What lines of the material below include the string "count"? Copy all of them.

________________________

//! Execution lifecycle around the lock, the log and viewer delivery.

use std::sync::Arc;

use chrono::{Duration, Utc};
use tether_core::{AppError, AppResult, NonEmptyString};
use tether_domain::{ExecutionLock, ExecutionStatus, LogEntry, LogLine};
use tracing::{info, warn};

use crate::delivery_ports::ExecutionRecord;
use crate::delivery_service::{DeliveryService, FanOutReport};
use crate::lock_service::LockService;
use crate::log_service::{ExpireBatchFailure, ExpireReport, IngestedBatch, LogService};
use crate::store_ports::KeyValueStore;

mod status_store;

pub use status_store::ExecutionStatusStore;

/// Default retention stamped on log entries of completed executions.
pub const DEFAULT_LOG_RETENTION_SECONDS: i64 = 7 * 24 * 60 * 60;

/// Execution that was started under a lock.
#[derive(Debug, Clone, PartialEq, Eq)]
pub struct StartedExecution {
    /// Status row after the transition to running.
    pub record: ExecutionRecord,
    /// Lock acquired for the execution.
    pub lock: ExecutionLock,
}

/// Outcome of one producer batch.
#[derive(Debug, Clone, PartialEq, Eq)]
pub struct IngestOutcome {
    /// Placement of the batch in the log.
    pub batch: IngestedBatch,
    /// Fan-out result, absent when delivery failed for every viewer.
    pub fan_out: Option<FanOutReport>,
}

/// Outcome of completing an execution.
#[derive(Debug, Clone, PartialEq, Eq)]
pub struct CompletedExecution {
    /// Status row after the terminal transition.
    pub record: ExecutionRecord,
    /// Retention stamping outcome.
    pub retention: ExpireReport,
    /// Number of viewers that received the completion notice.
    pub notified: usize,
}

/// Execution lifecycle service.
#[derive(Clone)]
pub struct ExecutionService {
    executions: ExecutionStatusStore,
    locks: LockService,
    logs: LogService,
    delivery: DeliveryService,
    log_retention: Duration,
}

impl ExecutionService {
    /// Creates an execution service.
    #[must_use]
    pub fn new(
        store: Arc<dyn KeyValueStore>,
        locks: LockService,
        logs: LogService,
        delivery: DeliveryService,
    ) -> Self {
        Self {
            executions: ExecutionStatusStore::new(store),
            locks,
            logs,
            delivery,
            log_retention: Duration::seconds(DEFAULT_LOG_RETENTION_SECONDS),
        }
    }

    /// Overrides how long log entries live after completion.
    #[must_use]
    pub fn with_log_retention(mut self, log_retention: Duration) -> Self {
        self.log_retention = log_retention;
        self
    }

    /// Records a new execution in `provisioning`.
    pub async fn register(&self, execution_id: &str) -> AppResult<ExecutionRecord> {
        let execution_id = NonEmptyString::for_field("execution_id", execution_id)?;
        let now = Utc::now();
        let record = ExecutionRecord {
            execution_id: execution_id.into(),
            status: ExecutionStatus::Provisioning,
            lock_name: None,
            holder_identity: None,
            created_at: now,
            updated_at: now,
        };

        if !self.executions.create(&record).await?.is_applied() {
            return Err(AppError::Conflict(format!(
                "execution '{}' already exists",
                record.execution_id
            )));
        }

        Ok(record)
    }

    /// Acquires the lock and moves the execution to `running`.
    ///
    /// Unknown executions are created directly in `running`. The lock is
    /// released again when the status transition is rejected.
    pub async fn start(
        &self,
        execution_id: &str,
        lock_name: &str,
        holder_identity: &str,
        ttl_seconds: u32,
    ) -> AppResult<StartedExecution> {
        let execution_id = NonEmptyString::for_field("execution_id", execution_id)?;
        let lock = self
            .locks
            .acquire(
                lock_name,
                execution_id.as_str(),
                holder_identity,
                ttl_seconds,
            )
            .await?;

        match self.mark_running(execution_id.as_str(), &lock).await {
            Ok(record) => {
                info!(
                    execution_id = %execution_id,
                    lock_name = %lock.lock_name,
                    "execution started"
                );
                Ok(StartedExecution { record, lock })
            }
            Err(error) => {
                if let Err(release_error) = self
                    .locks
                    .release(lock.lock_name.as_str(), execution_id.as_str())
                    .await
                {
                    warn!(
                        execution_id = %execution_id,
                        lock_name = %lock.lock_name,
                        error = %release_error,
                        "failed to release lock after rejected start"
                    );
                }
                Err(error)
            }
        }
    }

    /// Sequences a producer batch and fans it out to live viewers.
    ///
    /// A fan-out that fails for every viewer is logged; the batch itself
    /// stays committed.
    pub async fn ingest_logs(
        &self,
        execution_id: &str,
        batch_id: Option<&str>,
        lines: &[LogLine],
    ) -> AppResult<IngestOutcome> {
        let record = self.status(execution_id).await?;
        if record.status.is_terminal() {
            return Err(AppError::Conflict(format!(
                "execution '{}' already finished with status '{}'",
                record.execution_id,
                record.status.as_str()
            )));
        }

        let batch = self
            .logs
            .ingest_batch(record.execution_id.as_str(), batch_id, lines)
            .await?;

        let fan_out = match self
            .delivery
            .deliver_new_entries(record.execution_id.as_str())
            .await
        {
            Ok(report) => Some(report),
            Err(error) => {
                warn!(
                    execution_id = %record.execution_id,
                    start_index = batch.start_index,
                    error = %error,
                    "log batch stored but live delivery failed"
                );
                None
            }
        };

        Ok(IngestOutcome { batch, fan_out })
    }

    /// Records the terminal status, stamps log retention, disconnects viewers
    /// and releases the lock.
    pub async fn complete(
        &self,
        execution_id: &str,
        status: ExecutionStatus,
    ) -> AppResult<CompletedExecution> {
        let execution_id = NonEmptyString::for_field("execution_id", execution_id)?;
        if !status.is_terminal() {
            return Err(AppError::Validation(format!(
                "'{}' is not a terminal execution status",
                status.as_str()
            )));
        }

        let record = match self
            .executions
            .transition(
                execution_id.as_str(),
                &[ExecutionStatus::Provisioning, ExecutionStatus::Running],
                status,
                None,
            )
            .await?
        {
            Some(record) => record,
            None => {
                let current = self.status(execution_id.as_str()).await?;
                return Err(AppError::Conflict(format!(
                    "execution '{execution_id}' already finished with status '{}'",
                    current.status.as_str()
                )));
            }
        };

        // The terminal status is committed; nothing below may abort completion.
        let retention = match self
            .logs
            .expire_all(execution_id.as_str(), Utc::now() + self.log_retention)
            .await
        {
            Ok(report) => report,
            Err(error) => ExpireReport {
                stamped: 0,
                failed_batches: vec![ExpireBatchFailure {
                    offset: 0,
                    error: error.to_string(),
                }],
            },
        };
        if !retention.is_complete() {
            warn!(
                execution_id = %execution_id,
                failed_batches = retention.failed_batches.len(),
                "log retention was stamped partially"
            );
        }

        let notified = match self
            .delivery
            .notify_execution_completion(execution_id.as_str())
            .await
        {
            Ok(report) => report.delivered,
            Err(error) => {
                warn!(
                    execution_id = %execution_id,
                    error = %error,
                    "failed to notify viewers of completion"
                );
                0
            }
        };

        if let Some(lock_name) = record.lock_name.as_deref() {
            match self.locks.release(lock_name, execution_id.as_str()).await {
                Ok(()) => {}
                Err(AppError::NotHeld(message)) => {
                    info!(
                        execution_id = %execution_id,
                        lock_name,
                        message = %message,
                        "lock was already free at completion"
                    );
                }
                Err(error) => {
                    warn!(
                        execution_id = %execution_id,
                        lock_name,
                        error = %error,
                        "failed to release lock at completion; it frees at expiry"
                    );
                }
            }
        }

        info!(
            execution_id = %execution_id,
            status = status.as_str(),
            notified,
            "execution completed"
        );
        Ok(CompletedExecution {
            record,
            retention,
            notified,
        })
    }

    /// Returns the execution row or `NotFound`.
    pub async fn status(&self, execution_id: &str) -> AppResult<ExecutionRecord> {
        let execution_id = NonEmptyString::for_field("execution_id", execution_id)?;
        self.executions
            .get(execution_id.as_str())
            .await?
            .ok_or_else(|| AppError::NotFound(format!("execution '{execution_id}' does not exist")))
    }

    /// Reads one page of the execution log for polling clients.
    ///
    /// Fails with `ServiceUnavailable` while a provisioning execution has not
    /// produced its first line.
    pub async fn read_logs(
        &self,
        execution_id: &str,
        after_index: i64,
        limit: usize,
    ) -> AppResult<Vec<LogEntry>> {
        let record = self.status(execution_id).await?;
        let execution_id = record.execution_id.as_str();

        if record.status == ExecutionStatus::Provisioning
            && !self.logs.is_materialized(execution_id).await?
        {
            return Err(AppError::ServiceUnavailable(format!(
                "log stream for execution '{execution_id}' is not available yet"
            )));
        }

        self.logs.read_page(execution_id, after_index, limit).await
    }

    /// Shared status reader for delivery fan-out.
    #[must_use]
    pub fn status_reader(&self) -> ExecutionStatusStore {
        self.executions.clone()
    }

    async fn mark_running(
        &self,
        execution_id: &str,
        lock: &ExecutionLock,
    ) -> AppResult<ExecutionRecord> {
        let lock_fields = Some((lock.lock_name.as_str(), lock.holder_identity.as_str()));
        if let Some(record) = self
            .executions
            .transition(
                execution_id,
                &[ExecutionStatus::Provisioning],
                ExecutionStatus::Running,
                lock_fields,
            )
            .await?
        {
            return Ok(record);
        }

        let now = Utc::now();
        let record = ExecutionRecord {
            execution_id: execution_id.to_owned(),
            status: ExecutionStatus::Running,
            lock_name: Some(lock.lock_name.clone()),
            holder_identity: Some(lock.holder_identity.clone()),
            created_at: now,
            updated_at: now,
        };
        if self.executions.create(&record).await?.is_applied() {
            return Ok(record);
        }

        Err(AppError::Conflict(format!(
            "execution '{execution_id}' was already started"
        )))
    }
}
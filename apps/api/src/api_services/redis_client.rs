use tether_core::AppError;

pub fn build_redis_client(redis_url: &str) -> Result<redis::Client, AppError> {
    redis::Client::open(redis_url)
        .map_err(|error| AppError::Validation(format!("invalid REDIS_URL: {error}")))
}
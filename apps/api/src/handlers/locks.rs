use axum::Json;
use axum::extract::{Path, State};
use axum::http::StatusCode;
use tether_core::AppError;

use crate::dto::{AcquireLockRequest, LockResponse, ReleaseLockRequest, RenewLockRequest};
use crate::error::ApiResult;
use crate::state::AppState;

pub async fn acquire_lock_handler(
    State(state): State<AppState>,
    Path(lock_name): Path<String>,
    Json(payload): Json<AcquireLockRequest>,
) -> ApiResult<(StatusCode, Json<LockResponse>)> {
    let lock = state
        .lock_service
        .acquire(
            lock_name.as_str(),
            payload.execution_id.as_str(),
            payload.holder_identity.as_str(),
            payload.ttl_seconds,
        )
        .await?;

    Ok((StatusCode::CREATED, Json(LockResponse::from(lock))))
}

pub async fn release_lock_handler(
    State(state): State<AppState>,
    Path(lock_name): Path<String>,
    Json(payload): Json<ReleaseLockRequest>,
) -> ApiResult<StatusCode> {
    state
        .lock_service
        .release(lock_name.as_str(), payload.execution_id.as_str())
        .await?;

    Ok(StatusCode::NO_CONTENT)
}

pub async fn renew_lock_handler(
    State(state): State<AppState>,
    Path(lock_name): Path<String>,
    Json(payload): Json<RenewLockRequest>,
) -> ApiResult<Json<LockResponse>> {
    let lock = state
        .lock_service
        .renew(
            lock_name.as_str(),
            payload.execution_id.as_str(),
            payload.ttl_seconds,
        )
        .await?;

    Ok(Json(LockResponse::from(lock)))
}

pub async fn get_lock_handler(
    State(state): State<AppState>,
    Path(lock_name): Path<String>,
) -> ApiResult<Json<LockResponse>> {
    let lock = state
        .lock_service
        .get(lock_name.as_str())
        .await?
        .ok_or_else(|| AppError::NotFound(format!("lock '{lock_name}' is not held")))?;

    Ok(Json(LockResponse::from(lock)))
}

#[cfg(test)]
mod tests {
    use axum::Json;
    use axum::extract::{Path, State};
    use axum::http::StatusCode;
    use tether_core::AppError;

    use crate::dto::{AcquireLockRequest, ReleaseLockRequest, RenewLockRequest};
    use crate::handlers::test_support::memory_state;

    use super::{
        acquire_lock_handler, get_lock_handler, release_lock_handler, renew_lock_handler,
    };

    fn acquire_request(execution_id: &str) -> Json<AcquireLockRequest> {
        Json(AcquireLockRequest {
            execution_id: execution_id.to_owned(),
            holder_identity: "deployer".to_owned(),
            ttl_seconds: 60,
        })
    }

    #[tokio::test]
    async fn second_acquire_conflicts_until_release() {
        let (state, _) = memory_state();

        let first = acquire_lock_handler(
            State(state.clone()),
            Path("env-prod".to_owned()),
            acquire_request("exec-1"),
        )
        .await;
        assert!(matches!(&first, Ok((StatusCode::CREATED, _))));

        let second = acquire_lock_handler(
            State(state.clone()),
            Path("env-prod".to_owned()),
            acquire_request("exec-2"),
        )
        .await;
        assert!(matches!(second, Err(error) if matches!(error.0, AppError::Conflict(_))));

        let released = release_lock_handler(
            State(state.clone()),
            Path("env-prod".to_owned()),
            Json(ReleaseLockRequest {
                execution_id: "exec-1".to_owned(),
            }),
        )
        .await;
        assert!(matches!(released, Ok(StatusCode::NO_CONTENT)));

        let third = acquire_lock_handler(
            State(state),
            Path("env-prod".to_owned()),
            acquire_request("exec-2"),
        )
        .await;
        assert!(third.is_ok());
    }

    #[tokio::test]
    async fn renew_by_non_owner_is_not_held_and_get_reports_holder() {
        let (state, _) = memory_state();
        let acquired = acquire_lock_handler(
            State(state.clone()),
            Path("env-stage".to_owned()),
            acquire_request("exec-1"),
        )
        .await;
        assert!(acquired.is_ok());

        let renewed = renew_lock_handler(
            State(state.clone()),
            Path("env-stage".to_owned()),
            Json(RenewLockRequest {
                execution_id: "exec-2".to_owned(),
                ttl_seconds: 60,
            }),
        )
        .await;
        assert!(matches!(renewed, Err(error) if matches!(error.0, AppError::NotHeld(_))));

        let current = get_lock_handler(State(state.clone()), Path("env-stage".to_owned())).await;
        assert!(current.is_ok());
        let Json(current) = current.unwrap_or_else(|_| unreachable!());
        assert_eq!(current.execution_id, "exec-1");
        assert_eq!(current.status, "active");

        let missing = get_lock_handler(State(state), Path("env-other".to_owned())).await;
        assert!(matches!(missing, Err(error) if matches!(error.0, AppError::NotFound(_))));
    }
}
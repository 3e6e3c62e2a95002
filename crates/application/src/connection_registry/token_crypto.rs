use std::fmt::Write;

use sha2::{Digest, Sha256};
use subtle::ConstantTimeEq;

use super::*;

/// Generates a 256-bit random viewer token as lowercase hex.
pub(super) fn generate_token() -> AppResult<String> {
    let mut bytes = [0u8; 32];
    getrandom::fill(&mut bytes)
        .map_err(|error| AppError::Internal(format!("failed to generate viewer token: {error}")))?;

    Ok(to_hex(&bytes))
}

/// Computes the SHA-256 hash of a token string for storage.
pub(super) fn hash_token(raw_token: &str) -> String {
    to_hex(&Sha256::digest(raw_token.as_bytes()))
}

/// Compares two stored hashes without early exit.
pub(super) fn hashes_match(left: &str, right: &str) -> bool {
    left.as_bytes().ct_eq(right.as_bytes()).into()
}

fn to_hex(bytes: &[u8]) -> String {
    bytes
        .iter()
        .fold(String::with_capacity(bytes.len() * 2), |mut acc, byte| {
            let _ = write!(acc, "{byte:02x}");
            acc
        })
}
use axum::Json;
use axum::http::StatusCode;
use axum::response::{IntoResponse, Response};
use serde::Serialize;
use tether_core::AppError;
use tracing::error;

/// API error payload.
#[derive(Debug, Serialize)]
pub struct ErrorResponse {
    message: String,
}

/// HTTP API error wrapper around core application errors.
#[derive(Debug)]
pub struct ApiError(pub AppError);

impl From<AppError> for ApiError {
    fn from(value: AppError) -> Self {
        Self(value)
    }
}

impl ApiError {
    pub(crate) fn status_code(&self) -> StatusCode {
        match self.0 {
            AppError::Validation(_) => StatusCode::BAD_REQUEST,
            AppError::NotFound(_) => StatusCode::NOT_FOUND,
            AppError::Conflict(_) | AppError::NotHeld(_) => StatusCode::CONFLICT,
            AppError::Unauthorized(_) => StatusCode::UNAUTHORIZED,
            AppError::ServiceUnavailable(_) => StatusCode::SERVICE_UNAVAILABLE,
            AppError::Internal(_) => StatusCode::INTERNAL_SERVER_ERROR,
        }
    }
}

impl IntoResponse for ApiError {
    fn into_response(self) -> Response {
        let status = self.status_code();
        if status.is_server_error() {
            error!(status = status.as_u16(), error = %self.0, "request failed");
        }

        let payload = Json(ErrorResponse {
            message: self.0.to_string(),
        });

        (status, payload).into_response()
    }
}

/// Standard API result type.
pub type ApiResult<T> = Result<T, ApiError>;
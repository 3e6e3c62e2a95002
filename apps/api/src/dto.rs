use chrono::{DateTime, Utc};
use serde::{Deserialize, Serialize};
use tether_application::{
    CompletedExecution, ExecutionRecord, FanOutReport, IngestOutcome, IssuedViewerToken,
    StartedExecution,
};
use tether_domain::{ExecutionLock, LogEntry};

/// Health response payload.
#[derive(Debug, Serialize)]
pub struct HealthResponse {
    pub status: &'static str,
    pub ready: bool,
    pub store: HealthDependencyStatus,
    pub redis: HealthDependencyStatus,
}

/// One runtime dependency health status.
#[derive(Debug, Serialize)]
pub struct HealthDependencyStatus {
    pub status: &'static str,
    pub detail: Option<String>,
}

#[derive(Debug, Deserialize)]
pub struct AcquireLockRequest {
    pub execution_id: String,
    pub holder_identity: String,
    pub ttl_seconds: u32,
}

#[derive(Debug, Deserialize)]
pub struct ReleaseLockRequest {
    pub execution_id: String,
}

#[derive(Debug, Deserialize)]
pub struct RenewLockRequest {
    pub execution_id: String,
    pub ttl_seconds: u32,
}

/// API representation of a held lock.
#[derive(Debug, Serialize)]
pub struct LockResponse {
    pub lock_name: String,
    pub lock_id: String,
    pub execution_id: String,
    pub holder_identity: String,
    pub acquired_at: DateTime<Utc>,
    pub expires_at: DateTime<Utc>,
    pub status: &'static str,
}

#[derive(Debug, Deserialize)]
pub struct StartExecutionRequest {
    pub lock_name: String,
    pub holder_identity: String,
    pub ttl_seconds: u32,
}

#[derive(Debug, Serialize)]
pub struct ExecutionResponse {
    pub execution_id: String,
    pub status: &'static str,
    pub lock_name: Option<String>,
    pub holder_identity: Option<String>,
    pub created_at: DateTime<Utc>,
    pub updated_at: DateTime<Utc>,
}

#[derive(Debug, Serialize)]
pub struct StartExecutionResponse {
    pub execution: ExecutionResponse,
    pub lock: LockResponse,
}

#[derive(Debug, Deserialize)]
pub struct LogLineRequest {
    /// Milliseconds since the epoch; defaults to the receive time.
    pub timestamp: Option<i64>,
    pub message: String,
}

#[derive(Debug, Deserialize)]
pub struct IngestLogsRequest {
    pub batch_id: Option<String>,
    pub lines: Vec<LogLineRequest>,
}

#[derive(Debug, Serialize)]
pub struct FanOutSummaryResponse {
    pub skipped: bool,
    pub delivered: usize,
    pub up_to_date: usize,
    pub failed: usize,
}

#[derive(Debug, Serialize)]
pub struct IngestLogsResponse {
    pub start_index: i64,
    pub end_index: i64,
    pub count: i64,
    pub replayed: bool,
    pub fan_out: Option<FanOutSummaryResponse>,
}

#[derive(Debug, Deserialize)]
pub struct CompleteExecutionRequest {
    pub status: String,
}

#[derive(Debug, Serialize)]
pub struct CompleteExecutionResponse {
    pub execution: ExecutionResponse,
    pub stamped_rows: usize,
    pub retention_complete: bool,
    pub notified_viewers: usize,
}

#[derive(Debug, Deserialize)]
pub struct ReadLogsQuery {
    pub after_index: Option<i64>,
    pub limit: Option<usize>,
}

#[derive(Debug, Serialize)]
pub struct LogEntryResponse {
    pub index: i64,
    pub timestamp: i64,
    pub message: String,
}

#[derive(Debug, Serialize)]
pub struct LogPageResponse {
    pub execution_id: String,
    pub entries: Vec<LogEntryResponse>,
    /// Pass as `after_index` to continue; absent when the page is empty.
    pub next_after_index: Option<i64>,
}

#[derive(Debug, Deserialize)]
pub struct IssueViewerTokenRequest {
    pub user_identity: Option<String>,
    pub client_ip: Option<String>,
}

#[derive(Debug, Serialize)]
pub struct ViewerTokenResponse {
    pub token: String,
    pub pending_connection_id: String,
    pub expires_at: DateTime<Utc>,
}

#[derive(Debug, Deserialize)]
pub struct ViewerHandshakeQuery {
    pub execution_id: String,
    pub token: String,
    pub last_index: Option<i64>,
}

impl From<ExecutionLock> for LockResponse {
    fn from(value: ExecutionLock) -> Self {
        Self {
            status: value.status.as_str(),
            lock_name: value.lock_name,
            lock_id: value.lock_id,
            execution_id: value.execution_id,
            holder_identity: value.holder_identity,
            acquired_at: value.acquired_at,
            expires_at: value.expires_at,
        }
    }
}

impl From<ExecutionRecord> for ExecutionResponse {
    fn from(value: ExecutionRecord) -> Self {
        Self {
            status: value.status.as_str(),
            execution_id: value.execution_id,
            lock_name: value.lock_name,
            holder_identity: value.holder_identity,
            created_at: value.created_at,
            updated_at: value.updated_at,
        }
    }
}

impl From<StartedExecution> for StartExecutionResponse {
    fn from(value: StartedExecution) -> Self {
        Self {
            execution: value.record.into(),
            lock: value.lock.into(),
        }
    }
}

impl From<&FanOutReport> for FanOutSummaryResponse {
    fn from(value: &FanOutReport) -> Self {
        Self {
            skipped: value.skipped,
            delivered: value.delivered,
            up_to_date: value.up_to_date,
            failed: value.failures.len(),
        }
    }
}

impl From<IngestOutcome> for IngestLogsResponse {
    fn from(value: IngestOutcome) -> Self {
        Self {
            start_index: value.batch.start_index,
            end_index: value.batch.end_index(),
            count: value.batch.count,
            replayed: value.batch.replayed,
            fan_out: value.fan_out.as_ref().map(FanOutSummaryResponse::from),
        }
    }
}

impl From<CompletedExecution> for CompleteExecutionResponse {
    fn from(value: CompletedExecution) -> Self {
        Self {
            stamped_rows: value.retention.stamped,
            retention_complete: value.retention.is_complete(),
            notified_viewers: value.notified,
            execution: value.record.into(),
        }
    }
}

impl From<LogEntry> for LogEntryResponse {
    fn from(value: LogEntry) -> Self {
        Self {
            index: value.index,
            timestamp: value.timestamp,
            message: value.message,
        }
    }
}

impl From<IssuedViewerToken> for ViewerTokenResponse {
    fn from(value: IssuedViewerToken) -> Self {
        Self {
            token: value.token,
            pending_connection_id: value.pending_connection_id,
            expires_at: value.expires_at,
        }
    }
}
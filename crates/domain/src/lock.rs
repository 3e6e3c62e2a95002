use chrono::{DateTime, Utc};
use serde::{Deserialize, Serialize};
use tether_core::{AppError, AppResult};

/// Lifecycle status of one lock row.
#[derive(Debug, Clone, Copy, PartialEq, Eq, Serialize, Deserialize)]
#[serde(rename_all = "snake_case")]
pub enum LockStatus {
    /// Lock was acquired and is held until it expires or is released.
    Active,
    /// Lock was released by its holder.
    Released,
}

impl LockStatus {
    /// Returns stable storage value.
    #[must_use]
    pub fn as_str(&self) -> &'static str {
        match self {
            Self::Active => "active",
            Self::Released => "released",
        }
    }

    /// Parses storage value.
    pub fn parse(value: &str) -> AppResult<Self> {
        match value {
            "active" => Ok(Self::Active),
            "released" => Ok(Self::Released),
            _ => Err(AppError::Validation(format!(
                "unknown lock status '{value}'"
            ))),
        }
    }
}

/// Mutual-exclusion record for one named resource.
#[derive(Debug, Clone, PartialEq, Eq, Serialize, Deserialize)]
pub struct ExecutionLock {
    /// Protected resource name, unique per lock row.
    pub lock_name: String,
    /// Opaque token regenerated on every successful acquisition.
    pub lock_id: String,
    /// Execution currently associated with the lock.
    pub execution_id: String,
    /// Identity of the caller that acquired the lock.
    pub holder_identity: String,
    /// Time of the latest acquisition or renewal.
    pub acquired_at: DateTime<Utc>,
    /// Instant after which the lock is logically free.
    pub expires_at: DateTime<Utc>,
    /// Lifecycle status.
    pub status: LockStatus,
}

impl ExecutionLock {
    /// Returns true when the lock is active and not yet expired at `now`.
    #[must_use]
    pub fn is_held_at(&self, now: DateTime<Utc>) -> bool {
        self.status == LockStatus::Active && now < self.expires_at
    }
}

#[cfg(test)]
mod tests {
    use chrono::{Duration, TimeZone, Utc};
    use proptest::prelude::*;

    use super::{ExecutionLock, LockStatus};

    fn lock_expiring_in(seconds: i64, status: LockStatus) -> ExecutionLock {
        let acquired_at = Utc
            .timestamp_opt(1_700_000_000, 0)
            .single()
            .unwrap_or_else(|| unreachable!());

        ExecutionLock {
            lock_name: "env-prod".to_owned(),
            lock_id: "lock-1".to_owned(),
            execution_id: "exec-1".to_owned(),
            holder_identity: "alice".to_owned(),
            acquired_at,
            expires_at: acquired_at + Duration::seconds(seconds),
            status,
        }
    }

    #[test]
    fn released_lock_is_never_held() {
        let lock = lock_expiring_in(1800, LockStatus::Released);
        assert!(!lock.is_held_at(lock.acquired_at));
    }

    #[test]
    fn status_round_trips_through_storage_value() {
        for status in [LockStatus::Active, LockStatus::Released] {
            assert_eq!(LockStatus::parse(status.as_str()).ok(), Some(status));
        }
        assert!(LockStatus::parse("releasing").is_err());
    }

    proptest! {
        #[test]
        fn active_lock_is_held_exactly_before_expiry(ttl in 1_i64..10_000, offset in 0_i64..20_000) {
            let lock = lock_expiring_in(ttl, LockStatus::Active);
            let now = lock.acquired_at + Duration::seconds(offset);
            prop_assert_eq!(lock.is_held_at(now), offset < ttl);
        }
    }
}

________________________

▶ _ANSWER FOR THIS EXERCISE_:
    pub count: i64,
            count: value.batch.count,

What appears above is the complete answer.